È ormai questione di giorni (se non di ore) la costituzione di Assobrachetto, l’associazione che vuole raggruppare viticoltori e vinificatori del comparto legato alla trasformazione dell’uva rossa aromatica coltivata tra Sud Astigiano e Acquese.
Alla base dell’iniziativa c’è l’esigenza di un maggiore coinvolgimento nelle scelte future del settore. La spinta è la crisi che il Brachetto sta attraversando, acuita dalla recessione globale, certo, ma che sembra avere radici più profonde.
Pierluigi Botto, viticoltore e produttore di vino di Ricaldone, nell’Alessandrino, tra i primi promotori di Assobrachetto, racconta ad Sdp come sono si è giunti alla costituzione del nuovo sodalizio: «Le ultime dichiarazioni del presidente del Consorzio di Tutela, Paolo Ricagno, ci hanno molto preoccupati. Parlò di novemila ettolitri di eccedenze delle vendemmie dal 2005 al 2007 fermi in cantine sociali e vinificatori e da declassare, di altri settemila ettolitri invenduti dalla raccolta 2008, del contributo di 750 euro ad ettaro per due anni che tutti avremmo dovuto versare per declassare le eccedenze, di una campagna promozionale da pagare sempre con un contributo 750 euro ad ettaro. A quel punto, insieme ad altri colleghi, mi chiesi cosa potevamo fare noi, viticoltori e produttori di vino per il futuro del Brachetto. Decidemmo costituirci in associazione. Alla prima assemblea eravamo un centinaio, raccogliemmo 60 firme pro Assobrachetto. Alla seconda riunione eravamo quasi 200. Firmarono in più di 100 e molti erano soci di cantine sociali, segno che non si sentivano molto rappresentati da chi parlava a nome degli enopoli».
Da qui è partita la corsa alla costituzione dell’associazione che punta ad entrare nella commissione paritetica voluta dalla Regione e operativa da un anno. Come quella attiva da decenni per il Moscato d’Asti docg, discute e decide rese e prezzi per ettaro, ma anche delle azioni di valorizzazione. Oggi di quel tavolo fanno parte Industrie vinicole e Consorzio di tutela. La prossima riunione sarebbe prevista per l’8 aprile, tra i punti all’ordine del giorno una campagna di spot tv da 1,8 milioni di euro che dovrebbe riqualificare il Brachetto docg e riavviare le vendite. Le perplessità da parte di viticoltori e produttori, però, non sono poche. I viticoltori vorrebbero rese più alte rispetto agli attuali 47 quintali/ettaro per il Brachetto docg spumante e 50 per il “tappo raso”.
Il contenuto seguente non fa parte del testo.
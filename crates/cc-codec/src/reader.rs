use crate::error::CodecError;
use crate::varint::{decode_varbytes, decode_varuint};

/// A forward-only cursor over a byte slice, used to sequentially decode the
/// VARUINT/VARBYTES/VARARRAY grammar without every call site re-deriving
/// offsets by hand.
pub struct Reader<'a> {
    buf: &'a [u8],
    pos: usize,
}

impl<'a> Reader<'a> {
    pub fn new(buf: &'a [u8]) -> Self {
        Reader { buf, pos: 0 }
    }

    fn remaining(&self) -> &'a [u8] {
        &self.buf[self.pos..]
    }

    pub fn read_varuint(&mut self) -> Result<u64, CodecError> {
        let (value, consumed) = decode_varuint(self.remaining())?;
        self.pos += consumed;
        Ok(value)
    }

    pub fn read_varbytes(&mut self) -> Result<Vec<u8>, CodecError> {
        let (value, consumed) = decode_varbytes(self.remaining())?;
        self.pos += consumed;
        Ok(value)
    }

    /// Reads a fixed number of raw bytes with no length prefix (used for the
    /// fixed-width Ed25519 public key and signature fields).
    pub fn read_fixed(&mut self, n: usize) -> Result<&'a [u8], CodecError> {
        let rem = self.remaining();
        if rem.len() < n {
            return Err(CodecError::Truncated {
                expected: n,
                found: rem.len(),
            });
        }
        let out = &rem[..n];
        self.pos += n;
        Ok(out)
    }

    pub fn read_u8(&mut self) -> Result<u8, CodecError> {
        Ok(self.read_fixed(1)?[0])
    }

    /// Decodes a VARARRAY: a VARUINT element count followed by that many
    /// elements, each produced by `decode_one`.
    pub fn read_vararray<T>(
        &mut self,
        mut decode_one: impl FnMut(&mut Reader<'a>) -> Result<T, CodecError>,
    ) -> Result<Vec<T>, CodecError> {
        let count = self.read_varuint()?;
        let mut out = Vec::with_capacity(count.min(4096) as usize);
        for _ in 0..count {
            out.push(decode_one(self)?);
        }
        Ok(out)
    }

    /// Asserts that every byte of the buffer has been consumed; used after
    /// decoding a top-level condition or fulfillment.
    pub fn expect_end(&self) -> Result<(), CodecError> {
        let left = self.remaining().len();
        if left != 0 {
            return Err(CodecError::TrailingBytes(left));
        }
        Ok(())
    }
}

#[cfg(test)]
mod tests {
    use super::*;

    #[test]
    fn reads_sequence_and_detects_trailing_bytes() {
        let mut buf = Vec::new();
        buf.extend(crate::varint::encode_varuint(42));
        buf.extend(crate::varint::encode_varbytes(b"abc"));
        buf.push(0xff); // trailing byte

        let mut r = Reader::new(&buf);
        assert_eq!(r.read_varuint().unwrap(), 42);
        assert_eq!(r.read_varbytes().unwrap(), b"abc");
        assert_eq!(r.expect_end().unwrap_err(), CodecError::TrailingBytes(1));
    }

    #[test]
    fn reads_vararray_of_varuints() {
        let mut buf = Vec::new();
        buf.extend(crate::varint::encode_varuint(3));
        buf.extend(crate::varint::encode_varuint(10));
        buf.extend(crate::varint::encode_varuint(20));
        buf.extend(crate::varint::encode_varuint(30));

        let mut r = Reader::new(&buf);
        let items = r.read_vararray(|r| r.read_varuint()).unwrap();
        assert_eq!(items, vec![10, 20, 30]);
        r.expect_end().unwrap();
    }
}
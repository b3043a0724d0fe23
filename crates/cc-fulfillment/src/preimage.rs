use cc_codec::{Reader, WriteBuf};
use cc_core::{Error, Result};

use crate::sha256::sha256;

/// The simplest variant: the witness for the condition *is* the hash
/// preimage itself. Parsing a preimage fulfillment never fails on content
/// (any byte string is a valid preimage of its own hash); only a builder
/// that never had a preimage set is incomplete.
#[derive(Debug, Clone, PartialEq, Eq)]
pub struct Preimage {
    preimage: Option<Vec<u8>>,
}

impl Preimage {
    pub const TYPE_BIT: u64 = 0;
    pub const FEATURE_BIT: u64 = 0x01;

    pub fn new(preimage: impl Into<Vec<u8>>) -> Self {
        Preimage {
            preimage: Some(preimage.into()),
        }
    }

    /// A builder with no preimage set yet; deriving a condition or payload
    /// from this fails with `IncompleteFulfillment`.
    pub fn unset() -> Self {
        Preimage { preimage: None }
    }

    pub fn type_bit(&self) -> u64 {
        Self::TYPE_BIT
    }

    pub fn feature_bitmask(&self) -> u64 {
        Self::FEATURE_BIT
    }

    fn preimage(&self) -> Result<&[u8]> {
        self.preimage
            .as_deref()
            .ok_or(Error::IncompleteFulfillment("preimage not set"))
    }

    pub fn hash_fingerprint(&self) -> Result<Vec<u8>> {
        Ok(sha256(self.preimage()?).to_vec())
    }

    pub fn calculate_max_fulfillment_length(&self) -> Result<u64> {
        let mut encoded = Vec::new();
        encoded.put_varbytes(self.preimage()?);
        Ok(encoded.len() as u64)
    }

    pub fn serialize_payload(&self) -> Result<Vec<u8>> {
        let mut out = Vec::new();
        out.put_varbytes(self.preimage()?);
        Ok(out)
    }

    pub(crate) fn parse_from_reader(r: &mut Reader) -> Result<Self> {
        let preimage = r.read_varbytes()?;
        Ok(Preimage::new(preimage))
    }

    /// Always true once a preimage is present: merely parsing or holding a
    /// preimage fulfillment does not validate a secret, it asserts
    /// structural completeness. There is no secret to check against here;
    /// the hash comparison happens one level up, when the derived
    /// condition is matched against an expected one.
    pub fn validate(&self, _message: Option<&[u8]>) -> bool {
        self.preimage.is_some()
    }
}
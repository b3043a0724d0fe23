use thiserror::Error;

/// Failure modes for the binary and URI codecs.
///
/// Every codec primitive in this crate folds down to this one error: a
/// well-formed value either decodes cleanly or it doesn't, and the caller
/// never needs more detail than "where" and "why" to act on it.
#[derive(Debug, Error, Clone, PartialEq, Eq)]
pub enum CodecError {
    #[error("truncated input: expected {expected} more byte(s), found {found}")]
    Truncated { expected: usize, found: usize },

    #[error("non-canonical VARUINT encoding")]
    NonCanonicalVaruint,

    #[error("VARUINT value exceeds u64 range")]
    VaruintOverflow,

    #[error("VARBYTES length prefix ({len}) exceeds remaining buffer ({remaining})")]
    LengthExceedsBuffer { len: u64, remaining: usize },

    #[error("{0} trailing byte(s) left unconsumed after top-level decode")]
    TrailingBytes(usize),

    #[error("invalid base64url character")]
    InvalidBase64,
}
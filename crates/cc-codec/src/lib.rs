//! Binary and textual codec primitives shared by every record in the
//! `crypto-conditions` workspace: the VARUINT/VARBYTES/VARARRAY grammar and
//! a base64url-no-pad string codec.
//!
//! Nothing in this crate knows about conditions, fulfillments, or hashing —
//! it is the pure, reusable bottom layer the rest of the workspace builds on.

pub mod base64url;
pub mod error;
pub mod reader;
pub mod varint;
pub mod writer;

pub use error::CodecError;
pub use reader::Reader;
pub use varint::{decode_varbytes, decode_varuint, encode_varbytes, encode_varuint};
pub use writer::WriteBuf;
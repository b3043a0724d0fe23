use std::cmp::Ordering;
use std::fmt;

use cc_codec::{base64url, Reader, WriteBuf};
use serde::{de, Deserialize, Deserializer, Serialize, Serializer};

use crate::error::{Error, Result};

/// The only condition-encoding version this crate understands.
pub const VERSION: u64 = 1;

/// An immutable commitment to a predicate: `(version, type_bitmask, hash,
/// max_fulfillment_length)`. Two conditions are equal iff all four fields
/// are byte-equal; the URI and binary forms are pure functions of this
/// record, so `Condition` never needs to track which form it was built
/// from.
#[derive(Debug, Clone, PartialEq, Eq, Hash)]
pub struct Condition {
    version: u64,
    type_bitmask: u64,
    hash: Vec<u8>,
    max_fulfillment_length: u64,
}

impl Condition {
    /// Constructs a condition directly from its four fields. This is the
    /// one place a `Condition` comes into being other than parsing; every
    /// fulfillment variant's `condition()` method funnels through here.
    pub fn new(type_bitmask: u64, hash: Vec<u8>, max_fulfillment_length: u64) -> Self {
        Condition {
            version: VERSION,
            type_bitmask,
            hash,
            max_fulfillment_length,
        }
    }

    pub fn version(&self) -> u64 {
        self.version
    }

    pub fn type_bitmask(&self) -> u64 {
        self.type_bitmask
    }

    pub fn hash(&self) -> &[u8] {
        &self.hash
    }

    pub fn max_fulfillment_length(&self) -> u64 {
        self.max_fulfillment_length
    }

    /// `"cc:" DEC(version) ":" HEX(type_bitmask) ":" B64URL(hash) ":" DEC(max_fulfillment_length)`
    pub fn to_uri(&self) -> String {
        format!(
            "cc:{}:{:x}:{}:{}",
            self.version,
            self.type_bitmask,
            base64url::encode(&self.hash),
            self.max_fulfillment_length
        )
    }

    pub fn from_uri(s: &str) -> Result<Self> {
        let rest = s
            .strip_prefix("cc:")
            .ok_or_else(|| Error::MalformedEncoding("condition URI must start with 'cc:'".into()))?;

        let mut parts = rest.split(':');
        let version_str = next_part(&mut parts)?;
        let bitmask_str = next_part(&mut parts)?;
        let hash_str = next_part(&mut parts)?;
        let length_str = next_part(&mut parts)?;
        if parts.next().is_some() {
            return Err(Error::MalformedEncoding(
                "condition URI has too many ':'-separated fields".into(),
            ));
        }

        let version = parse_dec(version_str)?;
        if version != VERSION {
            return Err(Error::UnsupportedVersion(version));
        }
        let type_bitmask = parse_hex(bitmask_str)?;
        let hash = base64url::decode(hash_str)?;
        let max_fulfillment_length = parse_dec(length_str)?;

        Ok(Condition {
            version,
            type_bitmask,
            hash,
            max_fulfillment_length,
        })
    }

    /// `VARUINT type_bitmask || VARBYTES hash || VARUINT max_fulfillment_length`
    /// The version is implicit (always 1) and not written to the wire.
    pub fn to_binary(&self) -> Vec<u8> {
        let mut out = Vec::new();
        out.put_varuint(self.type_bitmask)
            .put_varbytes(&self.hash)
            .put_varuint(self.max_fulfillment_length);
        out
    }

    pub fn from_binary(buf: &[u8]) -> Result<Self> {
        let mut r = Reader::new(buf);
        let type_bitmask = r.read_varuint()?;
        let hash = r.read_varbytes()?;
        let max_fulfillment_length = r.read_varuint()?;
        r.expect_end()?;
        Ok(Condition {
            version: VERSION,
            type_bitmask,
            hash,
            max_fulfillment_length,
        })
    }
}

impl fmt::Display for Condition {
    fn fmt(&self, f: &mut fmt::Formatter<'_>) -> fmt::Result {
        write!(f, "{}", self.to_uri())
    }
}

/// Conditions order by their binary form, used as the threshold selection
/// tiebreak.
impl PartialOrd for Condition {
    fn partial_cmp(&self, other: &Self) -> Option<Ordering> {
        Some(self.cmp(other))
    }
}

impl Ord for Condition {
    fn cmp(&self, other: &Self) -> Ordering {
        self.to_binary().cmp(&other.to_binary())
    }
}

impl Serialize for Condition {
    fn serialize<S: Serializer>(&self, serializer: S) -> std::result::Result<S::Ok, S::Error> {
        serializer.serialize_str(&self.to_uri())
    }
}

impl<'de> Deserialize<'de> for Condition {
    fn deserialize<D: Deserializer<'de>>(deserializer: D) -> std::result::Result<Self, D::Error> {
        let s = String::deserialize(deserializer)?;
        Condition::from_uri(&s).map_err(de::Error::custom)
    }
}

fn next_part<'a>(parts: &mut std::str::Split<'a, char>) -> Result<&'a str> {
    parts
        .next()
        .ok_or_else(|| Error::MalformedEncoding("condition URI is missing a ':'-separated field".into()))
}

fn parse_dec(s: &str) -> Result<u64> {
    if s.is_empty() || (s.len() > 1 && s.starts_with('0')) || !s.bytes().all(|b| b.is_ascii_digit()) {
        return Err(Error::MalformedEncoding(format!("invalid decimal field: {s:?}")));
    }
    s.parse::<u64>()
        .map_err(|_| Error::MalformedEncoding(format!("decimal field out of range: {s:?}")))
}

fn parse_hex(s: &str) -> Result<u64> {
    if s.is_empty()
        || (s.len() > 1 && s.starts_with('0'))
        || !s.bytes().all(|b| b.is_ascii_digit() || (b'a'..=b'f').contains(&b))
    {
        return Err(Error::MalformedEncoding(format!("invalid hex field: {s:?}")));
    }
    u64::from_str_radix(s, 16).map_err(|_| Error::MalformedEncoding(format!("hex field out of range: {s:?}")))
}
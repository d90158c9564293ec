//! 遍历算法
//!
//! 深度优先遍历、环检测与定长简单路径搜索。
//! 所有搜索都用显式栈实现，访问顺序与递归写法一致。

use crate::error::Result;
use crate::graph::{EdgeId, Graph, VertexId};
use serde::{Deserialize, Serialize};
use tracing::debug;

/// 顶点与边交替组成的序列
///
/// `edges[i]` 是从 `vertices[i]` 一侧到达 `vertices[i + 1]` 所经过的边，
/// 因此总有 `vertices.len() == edges.len() + 1`。
#[derive(Debug, Clone, PartialEq, Eq, Serialize, Deserialize)]
pub struct Trail {
    /// 顶点序列
    pub vertices: Vec<String>,
    /// 边序列
    pub edges: Vec<String>,
    /// 边数
    pub length: usize,
}

impl Trail {
    pub(crate) fn from_ids(graph: &Graph, vertices: &[VertexId], edges: &[EdgeId]) -> Self {
        debug_assert_eq!(vertices.len(), edges.len() + 1);
        Self {
            vertices: vertices
                .iter()
                .map(|&v| graph.label(v).to_string())
                .collect(),
            edges: edges
                .iter()
                .map(|&e| graph.edge_by_id(e).name().to_string())
                .collect(),
            length: edges.len(),
        }
    }

    /// 交替序列 `[v0, e1, v1, e2, v2, ...]`
    pub fn sequence(&self) -> Vec<String> {
        let mut seq = Vec::with_capacity(self.vertices.len() + self.edges.len());
        let mut vertices = self.vertices.iter();
        if let Some(first) = vertices.next() {
            seq.push(first.clone());
        }
        for (edge, vertex) in self.edges.iter().zip(vertices) {
            seq.push(edge.clone());
            seq.push(vertex.clone());
        }
        seq
    }

    /// 起点
    pub fn start(&self) -> Option<&str> {
        self.vertices.first().map(String::as_str)
    }

    /// 终点
    pub fn end(&self) -> Option<&str> {
        self.vertices.last().map(String::as_str)
    }
}

/// 遍历器
pub struct Traversal<'a> {
    graph: &'a Graph,
}

impl<'a> Traversal<'a> {
    /// 创建遍历器
    pub fn new(graph: &'a Graph) -> Self {
        Self { graph }
    }

    /// 深度优先遍历
    ///
    /// 按发现顺序记录走过的边和到达的顶点，已在结果中的顶点不再进入。
    /// 每个顶点按关联边的插入顺序展开。
    pub fn depth_first_walk(&self, start: &str) -> Result<Trail> {
        let start = self.graph.require_vertex(start)?;
        let (vertices, edges) = self.walk_ids(start);
        Ok(Trail::from_ids(self.graph, &vertices, &edges))
    }

    fn walk_ids(&self, start: VertexId) -> (Vec<VertexId>, Vec<EdgeId>) {
        let n = self.graph.vertex_count();
        let mut visited = vec![false; n];
        let mut cursor = vec![0usize; n];
        let mut vertices = vec![start];
        let mut edges = Vec::new();
        let mut stack = vec![start];
        visited[start.index()] = true;

        while let Some(&u) = stack.last() {
            let incident = self.graph.incident_ids(u);
            let pos = cursor[u.index()];
            if pos == incident.len() {
                stack.pop();
                continue;
            }
            cursor[u.index()] += 1;

            let e = incident[pos];
            let Some(w) = self.graph.edge_by_id(e).opposite(u) else {
                continue;
            };
            if !visited[w.index()] {
                visited[w.index()] = true;
                edges.push(e);
                vertices.push(w);
                stack.push(w);
            }
        }

        (vertices, edges)
    }

    /// 从 `start` 可达的顶点（按发现顺序）
    pub fn reachable_from(&self, start: &str) -> Result<Vec<String>> {
        Ok(self.depth_first_walk(start)?.vertices)
    }

    /// 图是否连通（空图视为连通）
    pub fn is_connected(&self) -> bool {
        match self.graph.vertex_ids().next() {
            Some(first) => self.walk_ids(first).0.len() == self.graph.vertex_count(),
            None => true,
        }
    }

    /// 查找一个环
    ///
    /// 按插入顺序从各顶点出发做深度优先搜索，记录已检查的边；
    /// 当一条边通向当前路径上的顶点时，路径从该顶点起的后缀加上这条边即为环，
    /// 返回的序列首尾是同一个顶点。自环和平行边不参与搜索。
    pub fn find_cycle(&self) -> Option<Trail> {
        let graph = self.graph;
        let n = graph.vertex_count();
        let mut explored = vec![false; n];
        let mut on_path = vec![false; n];
        let mut cursor = vec![0usize; n];
        let mut examined = vec![false; graph.edge_count()];

        for s in graph.vertex_ids() {
            if explored[s.index()] {
                continue;
            }
            explored[s.index()] = true;
            on_path[s.index()] = true;
            let mut path_vertices = vec![s];
            let mut path_edges: Vec<EdgeId> = Vec::new();

            while let Some(&u) = path_vertices.last() {
                let incident = graph.incident_ids(u);
                let pos = cursor[u.index()];
                if pos == incident.len() {
                    // 死路：退回一条边
                    on_path[u.index()] = false;
                    path_vertices.pop();
                    path_edges.pop();
                    continue;
                }
                cursor[u.index()] += 1;

                let e = incident[pos];
                if examined[e.index()] || !graph.is_simple_edge(e) {
                    continue;
                }
                examined[e.index()] = true;

                let Some(w) = graph.edge_by_id(e).opposite(u) else {
                    continue;
                };
                if on_path[w.index()] {
                    let from = path_vertices.iter().position(|&v| v == w).unwrap_or(0);
                    let mut vertices = path_vertices[from..].to_vec();
                    let mut edges = path_edges[from..].to_vec();
                    vertices.push(w);
                    edges.push(e);
                    debug!(start = graph.label(w), length = edges.len(), "找到环");
                    return Some(Trail::from_ids(graph, &vertices, &edges));
                }
                if explored[w.index()] {
                    continue;
                }
                explored[w.index()] = true;
                on_path[w.index()] = true;
                path_vertices.push(w);
                path_edges.push(e);
            }
        }

        debug!("图中无环");
        None
    }

    /// 查找恰好含 `n` 条边、顶点不重复的路径
    ///
    /// 依次以每个顶点为起点做回溯搜索，全部起点都失败才返回 `None`。
    /// 同一起点下每条边至多检查一次（与 [`find_cycle`](Self::find_cycle) 相同），
    /// 因此单个起点的搜索量为 O(V + E)，代价是少数需要重走已检查边的路径会被漏掉。
    pub fn find_path_of_length(&self, n: usize) -> Option<Trail> {
        let graph = self.graph;
        // n 条边的简单路径需要 n + 1 个不同顶点
        if n >= graph.vertex_count() {
            return None;
        }

        for s in graph.vertex_ids() {
            let mut on_path = vec![false; graph.vertex_count()];
            on_path[s.index()] = true;
            // (顶点, 下一条待尝试的关联边位置)
            let mut frames: Vec<(VertexId, usize)> = vec![(s, 0)];
            let mut path_edges: Vec<EdgeId> = Vec::new();
            let mut examined = vec![false; graph.edge_count()];

            while let Some(&(u, pos)) = frames.last() {
                if path_edges.len() == n {
                    let vertices: Vec<VertexId> = frames.iter().map(|&(v, _)| v).collect();
                    debug!(start = graph.label(s), length = n, "找到定长路径");
                    return Some(Trail::from_ids(graph, &vertices, &path_edges));
                }

                let incident = graph.incident_ids(u);
                if pos == incident.len() {
                    on_path[u.index()] = false;
                    frames.pop();
                    path_edges.pop();
                    continue;
                }
                if let Some(top) = frames.last_mut() {
                    top.1 += 1;
                }

                let e = incident[pos];
                if examined[e.index()] {
                    continue;
                }
                examined[e.index()] = true;

                let Some(w) = graph.edge_by_id(e).opposite(u) else {
                    continue;
                };
                if on_path[w.index()] {
                    continue;
                }
                on_path[w.index()] = true;
                path_edges.push(e);
                frames.push((w, 0));
            }
        }

        debug!(length = n, "不存在定长路径");
        None
    }
}
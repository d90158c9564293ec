//! multigraph 命令行工具
//!
//! 在内置示例图上运行结构查询与图算法

use anyhow::Context;
use clap::{Parser, Subcommand};
use multigraph::algorithm::{EnergyConfig, EnergyPathFinder, SpanningTreeBuilder, Traversal};
use multigraph::cli::{PrintMode, Printer, Sample};
use multigraph::graph::Graph;
use serde::Serialize;
use tracing_subscriber::{layer::SubscriberExt, util::SubscriberInitExt};

#[derive(Parser, Debug)]
#[command(name = "multigraph-cli")]
#[command(about = "无向多重图命令行工具")]
struct Args {
    /// 使用的示例图（缺省：prim 与 kruskal 用 weighted，其余用 paraiba）
    #[arg(short, long, value_enum)]
    sample: Option<Sample>,

    /// 以 JSON 输出结果
    #[arg(long, global = true)]
    json: bool,

    /// 输出调试日志
    #[arg(short, long, global = true)]
    verbose: bool,

    #[command(subcommand)]
    command: Command,
}

#[derive(Subcommand, Debug)]
enum Command {
    /// 图的结构概况与各顶点的度
    Info,
    /// 邻接矩阵
    Matrix {
        /// 纯文本输出（按最长标签对齐）
        #[arg(long)]
        plain: bool,
    },
    /// 从指定顶点深度优先遍历
    Dfs { start: String },
    /// 查找任意环
    Cycle,
    /// 查找长度为 n 的简单路径
    Path { n: usize },
    /// 能量受限最短路径
    Energy {
        from: String,
        to: String,
        /// 初始能量，缺省取 `EnergyConfig::default()`
        #[arg(long)]
        energy: Option<u32>,
        /// 补给后的能量值，缺省取 `EnergyConfig::default()`
        #[arg(long)]
        recharge_level: Option<u32>,
        /// 补给点，可重复；缺省使用示例图自带的补给点
        #[arg(long)]
        recharge: Vec<String>,
    },
    /// Prim 最小生成树
    Prim {
        /// 起始顶点，缺省取度最小的顶点
        #[arg(long)]
        start: Option<String>,
    },
    /// Kruskal 最小生成树
    Kruskal,
}

impl Args {
    /// 实际使用的示例图
    fn sample(&self) -> Sample {
        match (self.sample, &self.command) {
            (Some(sample), _) => sample,
            (None, Command::Prim { .. } | Command::Kruskal) => Sample::Weighted,
            (None, _) => Sample::Paraiba,
        }
    }
}

/// 未给出的能量参数取默认配置
fn energy_config(energy: Option<u32>, recharge_level: Option<u32>) -> EnergyConfig {
    let defaults = EnergyConfig::default();
    EnergyConfig::new(energy.unwrap_or(defaults.initial_energy))
        .with_recharge_level(recharge_level.unwrap_or(defaults.recharge_level))
}

fn main() -> anyhow::Result<()> {
    let args = Args::parse();

    let default_level = if args.verbose { "debug" } else { "warn" };
    tracing_subscriber::registry()
        .with(tracing_subscriber::EnvFilter::new(
            std::env::var("RUST_LOG").unwrap_or_else(|_| default_level.into()),
        ))
        .with(tracing_subscriber::fmt::layer().with_writer(std::io::stderr))
        .init();

    let sample = args.sample();
    let graph = sample
        .build()
        .with_context(|| format!("无法构造示例图 {:?}", sample))?;
    tracing::debug!(
        "示例图 {:?}: {} 个顶点, {} 条边",
        sample,
        graph.vertex_count(),
        graph.edge_count()
    );

    run(&graph, &args)
}

fn run(graph: &Graph, args: &Args) -> anyhow::Result<()> {
    let mut printer = Printer::default();

    match &args.command {
        Command::Info => {
            if args.json {
                let info = GraphInfo::collect(graph);
                return emit_json(&info);
            }
            print!("{}", printer.stats(graph));
            print!("{}", printer.degrees(graph));
        }

        Command::Matrix { plain } => {
            if args.json {
                return emit_json(&graph.adjacency_matrix());
            }
            if *plain {
                printer.set_mode(PrintMode::Plain);
            }
            print!("{}", printer.matrix(graph));
        }

        Command::Dfs { start } => {
            let trail = Traversal::new(graph).depth_first_walk(start)?;
            if args.json {
                return emit_json(&trail);
            }
            println!("{}", printer.trail(&trail));
        }

        Command::Cycle => {
            let cycle = Traversal::new(graph).find_cycle();
            if args.json {
                return emit_json(&cycle);
            }
            match cycle {
                Some(trail) => println!("{}", printer.trail(&trail)),
                None => print!("{}", printer.not_found("环")),
            }
        }

        Command::Path { n } => {
            let path = Traversal::new(graph).find_path_of_length(*n);
            if args.json {
                return emit_json(&path);
            }
            match path {
                Some(trail) => println!("{}", printer.trail(&trail)),
                None => print!("{}", printer.not_found(&format!("长度为 {} 的路径", n))),
            }
        }

        Command::Energy {
            from,
            to,
            energy,
            recharge_level,
            recharge,
        } => {
            let config = energy_config(*energy, *recharge_level);
            let points: Vec<&str> = if recharge.is_empty() {
                args.sample().recharge_points().to_vec()
            } else {
                recharge.iter().map(String::as_str).collect()
            };
            let finder = EnergyPathFinder::new(graph, config).with_recharge_points(points)?;
            let path = finder.shortest_path(from, to)?;
            if args.json {
                return emit_json(&path);
            }
            match path {
                Some(path) => print!("{}", printer.energy_path(&path)),
                None => print!("{}", printer.not_found("满足能量约束的路径")),
            }
        }

        Command::Prim { start } => {
            let tree = SpanningTreeBuilder::new(graph).prim(start.as_deref())?;
            if args.json {
                return emit_json(&tree);
            }
            print!("{}", printer.spanning_tree(graph, &tree));
        }

        Command::Kruskal => {
            let tree = SpanningTreeBuilder::new(graph).kruskal()?;
            if args.json {
                return emit_json(&tree);
            }
            print!("{}", printer.spanning_tree(graph, &tree));
        }
    }

    Ok(())
}

/// `info --json` 的输出
#[derive(Serialize)]
struct GraphInfo {
    vertices: Vec<String>,
    edges: Vec<EdgeInfo>,
    has_loop: bool,
    has_parallel_edges: bool,
    complete: bool,
    connected: bool,
    non_adjacent_pairs: Vec<String>,
}

#[derive(Serialize)]
struct EdgeInfo {
    name: String,
    encoding: String,
    weight: Option<i64>,
}

impl GraphInfo {
    fn collect(graph: &Graph) -> Self {
        Self {
            vertices: graph.vertices().map(|v| v.label().to_string()).collect(),
            edges: graph
                .edges()
                .map(|e| EdgeInfo {
                    name: e.name().to_string(),
                    encoding: e.encoding().to_string(),
                    weight: e.weight(),
                })
                .collect(),
            has_loop: graph.has_loop(),
            has_parallel_edges: graph.has_parallel_edges(),
            complete: graph.is_complete(),
            connected: Traversal::new(graph).is_connected(),
            non_adjacent_pairs: graph.non_adjacent_pairs(),
        }
    }
}

fn emit_json<T: Serialize>(value: &T) -> anyhow::Result<()> {
    println!("{}", serde_json::to_string_pretty(value)?);
    Ok(())
}
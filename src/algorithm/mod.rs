//! 图算法模块
//!
//! 包含遍历、能量受限最短路径和最小生成树算法

mod energy_path;
mod spanning_tree;
mod traversal;

pub use energy_path::{EnergyConfig, EnergyPath, EnergyPathFinder};
pub use spanning_tree::{DisjointSet, SpanningTree, SpanningTreeBuilder};
pub use traversal::{Trail, Traversal};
Giovanni Costa, amministratore della Marenco Vini di Strevi, una delle aziende storiche del Brachetto, punta l’indice sul nodo eccedenze, ricorda i tanti prodotti “simil-Brachetto” che hanno invaso il mercato e sottolinea la scarsa competitività all’estero del vino rosso aromatico. Dice: «Ad esempio è difficile spiegare agli importatori americani perchè il Moscato d’Asti docg costi meno del Brachetto. Le aziende – aggiunge – vogliono una strategia programmata nel tempo, più efficace di quella perseguita finora, e che prenda in considerazione tutti gli aspetti della filiera brachetto, dai vigneti alla commercializzazione». Per Aureliano Galeazzo, sindaco di Alice Belcolle, centro agricolo simbolo del Brachetto, sul confine tra Acquese e Astigiano, la parola d’ordine è partecipazione: «I malumori emersi in queste settimane – afferma – sono la spia di qualcosa che non funziona e noi, come amministratori locali che fanno parte dell’associazione dei sindaci del Brachetto, fare fina di nulla. Ci sono delle istanze che vengono dalla base, il Consorzio non le ignori. I sindaci non sono contro il Consorzio, rispettano il suo ruolo di tutela e controllo, ma davanti al disagio di coltivatori e case vinicole, è necessario si arrivi ad un rinnovamento e ad una partecipazione più allargata della gestione del comparto».
Insomma un mondo in fermento quello del Brachetto con situazioni in continua evoluzione.
Se ne parlerà il prossimo 8 aprile, a Vinitaly concluso e a pochi giorni dalla Pasqua, una delle scadenze commerciali più importanti per i produttori di vino.